§ **What this task involves**: Output each entry exactly as written.
--- Dataset entries ---
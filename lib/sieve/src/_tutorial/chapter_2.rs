//! # Chapter 2: Configuration & Observability
//!
//! Describe chains as data and watch them run.
//!
//! ## Chains from JSON
//!
//! [`ChainConfig`](crate::ChainConfig) lists filters in registration order:
//!
//! ```
//! use sieve::ChainConfig;
//!
//! let config = ChainConfig::from_json(r#"{
//!     "filters": [
//!         { "kind": "guard", "blocked": ["drop table"] },
//!         { "kind": "html" },
//!         { "kind": "substitution", "name": "Polite", "rules": [{ "pattern": "hey", "replacement": "hello" }] }
//!     ]
//! }"#)?;
//!
//! let chain = config.build_chain()?;
//! assert_eq!(chain.filter_names(), ["GuardFilter", "HTMLFilter", "Polite"]);
//! # Ok::<(), sieve::Error>(())
//! ```
//!
//! Errors point at the offending field, e.g.
//! `invalid configuration at 'filters[0].blocked': invalid type: ...`.
//!
//! ## Feature Flags
//!
//! ```toml
//! [dependencies]
//! sieve = { version = "0.1", features = ["filter-full"] }
//! ```
//!
//! | Feature | Filter | Description |
//! |---------|--------|-------------|
//! | `filter-logging` | `LoggingFilter` | `tracing` events per pass (default) |
//! | `filter-metrics` | `MetricsFilter` | Counters and histograms via `metrics` |
//!
//! ## Where to Put Observability Filters
//!
//! Observability filters only see what runs after them:
//!
//! ```text
//! LoggingFilter → HTMLFilter → FaceFilter      logs the whole pass
//! HTMLFilter → LoggingFilter → FaceFilter      logs FaceFilter only
//! ```
//!
//! Install a subscriber to see the events:
//!
//! ```ignore
//! tracing_subscriber::fmt()
//!     .with_env_filter("sieve=debug,sieve_core=trace")
//!     .init();
//! ```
---
§ **Result for this exercise**:
filename lib/sieve/src/_tutorial/chapter_2.rs
//! # Chapter 2: Configuration & Observability
//!
//! Describe chains as data and watch them run.
//!
//! ## Chains from JSON
//!
//! [`ChainConfig`](crate::ChainConfig) lists filters in registration order:
//!
//! ```
//! use sieve::ChainConfig;
//!
//! let config = ChainConfig::from_json(r#"{
//!     "filters": [
//!         { "kind": "guard", "blocked": ["drop table"] },
//!         { "kind": "html" },
//!         { "kind": "substitution", "name": "Polite", "rules": [{ "pattern": "hey", "replacement": "hello" }] }
//!     ]
//! }"#)?;
//!
//! let chain = config.build_chain()?;
//! assert_eq!(chain.filter_names(), ["GuardFilter", "HTMLFilter", "Polite"]);
//! # Ok::<(), sieve::Error>(())
//! ```
//!
//! Errors point at the offending field, e.g.
//! `invalid configuration at 'filters[0].blocked': invalid type: ...`.
//!
//! ## Feature Flags
//!
//! ```toml
//! [dependencies]
//! sieve = { version = "0.1", features = ["filter-full"] }
//! ```
//!
//! | Feature | Filter | Description |
//! |---------|--------|-------------|
//! | `filter-logging` | `LoggingFilter` | `tracing` events per pass (default) |
//! | `filter-metrics` | `MetricsFilter` | Counters and histograms via `metrics` |
//!
//! ## Where to Put Observability Filters
//!
//! Observability filters only see what runs after them:
//!
//! ```text
//! LoggingFilter → HTMLFilter → FaceFilter      logs the whole pass
//! HTMLFilter → LoggingFilter → FaceFilter      logs FaceFilter only
//! ```
//!
//! Install a subscriber to see the events:
//!
//! ```ignore
//! tracing_subscriber::fmt()
//!     .with_env_filter("sieve=debug,sieve_core=trace")
//!     .init();
//! ```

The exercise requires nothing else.